The nervous system of Caenorhabditis elegans comprises circumferential and longitudinal axon tracts. Netrin UNC-6 is required for the guidance of circumferential axon migrations and is expressed by ventral neuroglia and neurons in temporally and spatially regulated patterns. Migrating axons mediate the UNC-6 signal through the UNC-5 and UNC-40 receptors. It is thought that UNC-6 is secreted and becomes associated with basement membranes and cell surfaces to form gradients that direct circumferentially migrating axons toward or away from the ventral UNC-6 sources. Little is known about the effects of UNC-6 on longitudinally migrating axons.
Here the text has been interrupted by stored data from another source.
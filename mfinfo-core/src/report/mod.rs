// ============================================================================
// mfinfo-core/src/report/mod.rs
// ============================================================================
//
// REPORT FORMATTER: MediaInfo -> ordered (section, key, value) rows
//
// The report is what every display surface shows: a fixed "File" section
// followed by one section per classified stream, in stream order. All values
// are final display text; surfaces only lay them out.
//
// KEY COMPONENTS:
// - ReportRow: one row of the report
// - build_report: the whole report for a MediaInfo
// - build_file_section / build_stream_section: the two section builders
// - format: value formatters (rate, aspect ratio, bit rate)
//
// The formatter is a pure function of its input and never fails.

pub mod format;

// ---- External crate imports ----
use serde::Serialize;

// ---- Internal crate imports ----
use crate::media::{CodecType, MediaInfo, Stream};

pub use format::{compute_rate, format_aspect_ratio, format_bit_rate};

/// Label of the container-level section.
pub const FILE_SECTION: &str = "File";

/// One line of the report.
#[derive(Debug, Clone, PartialEq, Eq, Serialize)]
pub struct ReportRow {
    pub section: String,
    pub key: String,
    pub value: String,
}

impl ReportRow {
    pub fn new(
        section: impl Into<String>,
        key: impl Into<String>,
        value: impl Into<String>,
    ) -> Self {
        Self {
            section: section.into(),
            key: key.into(),
            value: value.into(),
        }
    }
}

/// Builds the full report: the file section, then every stream section.
///
/// # Examples
///
/// ```rust
/// use mfinfo_core::media::MediaInfo;
/// use mfinfo_core::report::build_report;
///
/// let info = MediaInfo {
///     filename: "clip.mp4".to_string(),
///     ..Default::default()
/// };
/// let rows = build_report(&info);
/// assert_eq!(rows.len(), 5);
/// assert_eq!(rows[0].value, "clip.mp4");
/// ```
#[must_use]
pub fn build_report(info: &MediaInfo) -> Vec<ReportRow> {
    let mut rows = build_file_section(info);
    for stream in &info.streams {
        rows.extend(build_stream_section(stream));
    }
    rows
}

/// The five container-level rows, passed through verbatim.
#[must_use]
pub fn build_file_section(info: &MediaInfo) -> Vec<ReportRow> {
    vec![
        ReportRow::new(FILE_SECTION, "Name", info.filename.as_str()),
        ReportRow::new(FILE_SECTION, "Size", info.file_size_text.as_str()),
        ReportRow::new(FILE_SECTION, "Duration", info.duration_text.as_str()),
        ReportRow::new(FILE_SECTION, "Format Detail", info.format_long_name.as_str()),
        ReportRow::new(FILE_SECTION, "Format", info.format_name.as_str()),
    ]
}

/// Section label of a stream, e.g. `"Stream 0 (VIDEO)"`.
#[must_use]
pub fn stream_section_label(stream: &Stream) -> String {
    format!("Stream {} ({})", stream.index, stream.codec_type)
}

/// Rows for one stream. Unclassified streams produce nothing.
///
/// Resolution, FPS and aspect ratio only appear when both dimensions are
/// positive; channels only when the count is positive.
#[must_use]
pub fn build_stream_section(stream: &Stream) -> Vec<ReportRow> {
    if stream.codec_type == CodecType::Unknown {
        return Vec::new();
    }

    let section = stream_section_label(stream);
    let mut rows = Vec::with_capacity(6);
    let mut add =
        |key: &str, value: String| rows.push(ReportRow::new(section.as_str(), key, value));

    add("Codec ID", stream.codec_id.clone());

    if stream.width > 0 && stream.height > 0 {
        add("Resolution", format!("{} : {}", stream.width, stream.height));

        let fps = compute_rate(stream.frame_rate.num, stream.frame_rate.den);
        let scan = if stream.field_order.is_interlaced() {
            "interlaced"
        } else {
            "progressive"
        };
        add("FPS", format!("{fps:.2} ({scan})"));

        add(
            "Aspect Ratio",
            format_aspect_ratio(stream.aspect_ratio.num, stream.aspect_ratio.den),
        );
    }

    add("Bitrate", format_bit_rate(stream.bit_rate));

    if stream.channels > 0 {
        add("Channels", stream.channels.to_string());
    }

    rows
}
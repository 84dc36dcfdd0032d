// ============================================================================
// mfinfo-cli/src/error.rs
// ============================================================================
//
// CLI ERROR HANDLING: Error types and utilities for the CLI
//
// The CLI reuses the core error type and adds context on the way up, so a
// failure reads like "Failed to probe clip.mp4: ffprobe exited with ...".
//
// KEY COMPONENTS:
// - CliResult: Type alias for CLI operations
// - CliErrorContext: context extension for Result

// ---- Internal crate imports ----
use mfinfo_core::{CoreError, CoreResult};

// ---- Standard library imports ----
use std::fmt;

/// Type alias for CLI results using CoreError.
pub type CliResult<T> = CoreResult<T>;

/// Extension trait for adding context to errors in the CLI.
///
/// Similar to anyhow's `context`, but the result stays a `CoreError`.
pub trait CliErrorContext<T> {
    /// Add context to an error.
    fn cli_context<C>(self, context: C) -> CliResult<T>
    where
        C: fmt::Display;

    /// Add context using a closure (for lazy evaluation).
    fn cli_with_context<C, F>(self, f: F) -> CliResult<T>
    where
        C: fmt::Display,
        F: FnOnce() -> C;
}

impl<T, E> CliErrorContext<T> for Result<T, E>
where
    E: Into<CoreError>,
{
    fn cli_context<C>(self, context: C) -> CliResult<T>
    where
        C: fmt::Display,
    {
        self.map_err(|e| {
            let core_error: CoreError = e.into();
            CoreError::OperationFailed(format!("{}: {}", context, core_error))
        })
    }

    fn cli_with_context<C, F>(self, f: F) -> CliResult<T>
    where
        C: fmt::Display,
        F: FnOnce() -> C,
    {
        self.map_err(|e| {
            let core_error: CoreError = e.into();
            CoreError::OperationFailed(format!("{}: {}", f(), core_error))
        })
    }
}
In unc-6, unc-5, and unc-40 null mutants, some longitudinal nerves are dorsally or ventrally misdirected. Furthermore, the organization of axons are disrupted within nerves. We show that cells ectopically expressing UNC-6 can redirect the migrations of some neighboring longitudinal axons, suggesting that the gradients postulated to direct circumferential migration also help specify the dorsoventral positions of these longitudinal nerves. We also manipulated the temporal and spatial expression pattern of UNC-6 by two different means. First, we removed the PVT midline neuron which expresses UNC-6 for a short time during axon outgrowths. Second, we expressed UNC-6 uniformly in the nervous system throughout development. The results suggest that changing UNC-6 expression patterns modify the distribution of the cue by providing new localized sources. This new guidance information is critical for organizing the axons of longitudinal nerves.